• [Exercise goal]
Which lines in the data below contain the string "current"? Show each one.

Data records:
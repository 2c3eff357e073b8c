//! Error types for the algoflow pipeline engine.
//!
//! The taxonomy separates problems the algorithm owner must fix (input,
//! toolchain, equivalence) from problems the pipeline operators must fix
//! (infrastructure). Versioning problems are never fatal: a missing tag
//! history is treated as a first release by the resolver.

use thiserror::Error;

/// The main error type for pipeline operations.
#[derive(Debug, Error)]
pub enum PipelineError {
    /// Malformed or missing test-vector or metadata input.
    ///
    /// Fails fast and is reported to the algorithm owner; data with an
    /// input error never reaches the equivalence engine.
    #[error("input error: {0}")]
    Input(String),

    /// An external toolchain invocation failed (validation, codegen,
    /// build, native tests or publish).
    #[error("toolchain failure in {stage}: {detail}")]
    Toolchain {
        /// The stage whose collaborator failed.
        stage: String,
        /// Human-readable cause.
        detail: String,
    },

    /// Reference and candidate result sets disagree beyond tolerance.
    #[error("{0}")]
    EquivalenceMismatch(#[from] EquivalenceMismatch),

    /// Ambiguous or missing tag history.
    ///
    /// Callers treat this as "first release" rather than a failure.
    #[error("versioning error: {0}")]
    Versioning(String),

    /// A shared resource was unavailable.
    ///
    /// Retried a bounded number of times on the serialized write path
    /// before being surfaced as a run-level failure.
    #[error("infrastructure error: {0}")]
    Infrastructure(String),

    /// The run was cancelled.
    #[error("run cancelled: {0}")]
    Cancelled(String),

    /// IO error.
    #[error("IO error: {0}")]
    Io(#[from] std::io::Error),

    /// JSON serialization or parse error.
    #[error("JSON error: {0}")]
    Json(#[from] serde_json::Error),
}

impl PipelineError {
    /// Returns true if this error should be retried on the serialized
    /// version-control write path.
    #[must_use]
    pub fn is_retryable(&self) -> bool {
        matches!(self, Self::Infrastructure(_))
    }

    /// Returns a short machine-readable kind label for reports.
    #[must_use]
    pub fn kind(&self) -> &'static str {
        match self {
            Self::Input(_) => "input",
            Self::Toolchain { .. } => "toolchain",
            Self::EquivalenceMismatch(_) => "equivalence_mismatch",
            Self::Versioning(_) => "versioning",
            Self::Infrastructure(_) => "infrastructure",
            Self::Cancelled(_) => "cancelled",
            Self::Io(_) => "io",
            Self::Json(_) => "json",
        }
    }
}

/// Error raised when the candidate diverges from the reference beyond
/// tolerance, carrying the offending test case and both values.
#[derive(Debug, Clone, Error)]
#[error("equivalence mismatch for '{algorithm}': case '{case}': {detail}")]
pub struct EquivalenceMismatch {
    /// The algorithm under comparison.
    pub algorithm: String,
    /// The first offending test case.
    pub case: String,
    /// Detail including both values and the exceeded tolerance.
    pub detail: String,
}

impl EquivalenceMismatch {
    /// Creates a new equivalence mismatch error.
    #[must_use]
    pub fn new(
        algorithm: impl Into<String>,
        case: impl Into<String>,
        detail: impl Into<String>,
    ) -> Self {
        Self {
            algorithm: algorithm.into(),
            case: case.into(),
            detail: detail.into(),
        }
    }
}

#[cfg(test)]
mod tests {
    use super::*;

    #[test]
    fn test_error_kinds() {
        assert_eq!(PipelineError::Input("bad".into()).kind(), "input");
        assert_eq!(
            PipelineError::Infrastructure("down".into()).kind(),
            "infrastructure"
        );
        assert_eq!(
            PipelineError::Toolchain {
                stage: "build".into(),
                detail: "exit code 1".into()
            }
            .kind(),
            "toolchain"
        );
    }

    #[test]
    fn test_only_infrastructure_is_retryable() {
        assert!(PipelineError::Infrastructure("down".into()).is_retryable());
        assert!(!PipelineError::Input("bad".into()).is_retryable());
        assert!(!PipelineError::Versioning("no tag".into()).is_retryable());
    }

    #[test]
    fn test_equivalence_mismatch_display() {
        let err = EquivalenceMismatch::new(
            "kalman_filter",
            "high_uncertainty",
            "reference 2.0 vs candidate 2.01",
        );
        let msg = err.to_string();
        assert!(msg.contains("kalman_filter"));
        assert!(msg.contains("high_uncertainty"));
        assert!(msg.contains("2.01"));
    }
}
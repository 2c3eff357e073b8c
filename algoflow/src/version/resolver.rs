//! Commit-driven semantic-version derivation.

use super::commits::{classify, CommitKind};
use super::semver::{BumpKind, SemVer};
use serde::{Deserialize, Serialize};
use tracing::debug;

/// The outcome of resolving a version for one algorithm.
#[derive(Debug, Clone, PartialEq, Eq, Serialize, Deserialize)]
pub struct VersionDecision {
    /// The version before the run.
    pub previous: SemVer,
    /// The bump applied, or `None` when there were no commits since the
    /// last release tag (a valid outcome, not an error).
    pub bump: Option<BumpKind>,
    /// The resulting version. Equals `previous` when no bump applied.
    pub next: SemVer,
}

impl VersionDecision {
    /// Returns true if a new version was produced.
    #[must_use]
    pub fn released(&self) -> bool {
        self.bump.is_some()
    }
}

/// Derives exactly one version bump from commit subjects and an optional
/// API-signature-changed flag.
#[derive(Debug, Clone, Copy, Default)]
pub struct VersionResolver;

impl VersionResolver {
    /// Creates a resolver.
    #[must_use]
    pub fn new() -> Self {
        Self
    }

    /// Resolves the bump for one algorithm.
    ///
    /// Scans subjects in order; the first breaking marker is terminal
    /// (major can never be downgraded). A signature change elevates a
    /// patch to a minor but never downgrades a higher bump.
    #[must_use]
    pub fn resolve(
        &self,
        current: SemVer,
        subjects: &[String],
        api_signature_changed: bool,
    ) -> VersionDecision {
        if subjects.is_empty() {
            debug!(version = %current, "no commits since last release tag, version unchanged");
            return VersionDecision {
                previous: current,
                bump: None,
                next: current,
            };
        }

        let mut bump = BumpKind::Patch;
        for subject in subjects {
            match classify(subject) {
                CommitKind::Breaking => {
                    bump = BumpKind::Major;
                    break;
                }
                CommitKind::Feature => bump = bump.max(BumpKind::Minor),
                CommitKind::Fix | CommitKind::Other => {}
            }
        }

        // Signature changes are never silently released as patches.
        if api_signature_changed && bump == BumpKind::Patch {
            bump = BumpKind::Minor;
        }

        let next = current.bumped(bump);
        debug!(previous = %current, %bump, next = %next, "resolved version bump");
        VersionDecision {
            previous: current,
            bump: Some(bump),
            next,
        }
    }
}

/// Formats the release tag identifier for an algorithm version.
#[must_use]
pub fn release_tag(algorithm: &str, version: SemVer) -> String {
    format!("{algorithm}/v{version}")
}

• [Exercise response]
        current: SemVer,
            debug!(version = %current, "no commits since last release tag, version unchanged");
                previous: current,
                next: current,
        let next = current.bumped(bump);
        debug!(previous = %current, %bump, next = %next, "resolved version bump");
            previous: current,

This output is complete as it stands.